I have a float variable logDiff, that currently contains a very small number. I want to see if it's bigger than a constant expression (80% of a 12th). I read years ago in Code Complete to just leave calculated constants in their simplest form for readability, and the compiler (XCode 4.6.3) will inline them anyway. So I have,

            if ( logDiff > 1/12 * .8 ) {  

I'm assuming the .8 and the fraction all evaluates to the correct number. Looks legit:

(lldb) expr (float) 1/12 * .8
(double) $1 = 0.0666666686534882
(lldb) expr logDiff
(float) $2 = 0.000328541

But it always wrongly evaluates to true. Even when I mess with enclosing parens and stuff.
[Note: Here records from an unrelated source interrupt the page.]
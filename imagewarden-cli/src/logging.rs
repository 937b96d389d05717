//! Logging initialization for the imagewarden CLI.
//!
//! Configures `tracing-subscriber` from the `[general]` section of
//! `WardenConfig`, with the `--log-level` flag taking precedence.
//! All log output is written to stderr.

use anyhow::Result;
use tracing_subscriber::EnvFilter;
use tracing_subscriber::layer::SubscriberExt;
use tracing_subscriber::util::SubscriberInitExt;

use imagewarden_core::config::GeneralConfig;

/// Initialize the global tracing subscriber.
///
/// Must be called exactly once, before any tracing macros are used.
///
/// # Arguments
///
/// * `config` - General configuration (log_level, log_format)
/// * `level_override` - `--log-level` flag value, if given
///
/// # Formats
///
/// * `"json"` - Machine-parseable JSON lines
/// * `"pretty"` - Human-readable colored output
pub fn init_tracing(config: &GeneralConfig, level_override: Option<&str>) -> Result<()> {
    let env_filter = match level_override {
        Some(level) => EnvFilter::try_new(level)
            .map_err(|e| anyhow::anyhow!("invalid log level '{}': {}", level, e))?,
        None => EnvFilter::try_from_default_env()
            .unwrap_or_else(|_| EnvFilter::new(&config.log_level)),
    };

    match config.log_format.as_str() {
        "json" => {
            tracing_subscriber::registry()
                .with(env_filter)
                .with(
                    tracing_subscriber::fmt::layer()
                        .json()
                        .with_writer(std::io::stderr),
                )
                .try_init()
                .map_err(|e| {
                    anyhow::anyhow!("failed to initialize JSON tracing subscriber: {}", e)
                })?;
        }
        "pretty" => {
            tracing_subscriber::registry()
                .with(env_filter)
                .with(
                    tracing_subscriber::fmt::layer()
                        .pretty()
                        .with_writer(std::io::stderr),
                )
                .try_init()
                .map_err(|e| {
                    anyhow::anyhow!("failed to initialize pretty tracing subscriber: {}", e)
                })?;
        }
        _ => {
            return Err(anyhow::anyhow!(
                "unknown log format '{}', expected 'json' or 'pretty'",
                config.log_format
            ));
        }
    }

    Ok(())
}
(lldb) expr logDiff > 1/12 * .8
(bool) $4 = true
(lldb) expr logDiff > (1/12 * .8)
(bool) $5 = true
(lldb) expr logDiff > (float)(1/12 * .8)
(bool) $6 = true

I found I have to explicitly spell at least one of them as floats to get the correct result,

(lldb) expr logDiff > (1.f/12.f * .8f)
(bool) $7 = false
(lldb) expr logDiff > (1/12.f * .8)
(bool) $8 = false
(lldb) expr logDiff > (1./12 * .8f)
(bool) $11 = false
(lldb) expr logDiff > (1./12 * .8)
(bool) $12 = false

but I recently read a popular style guide explicitly eschew these fancier numeric literals, apparently according to my assumption that the compiler would be smarter than me and Do What I Mean.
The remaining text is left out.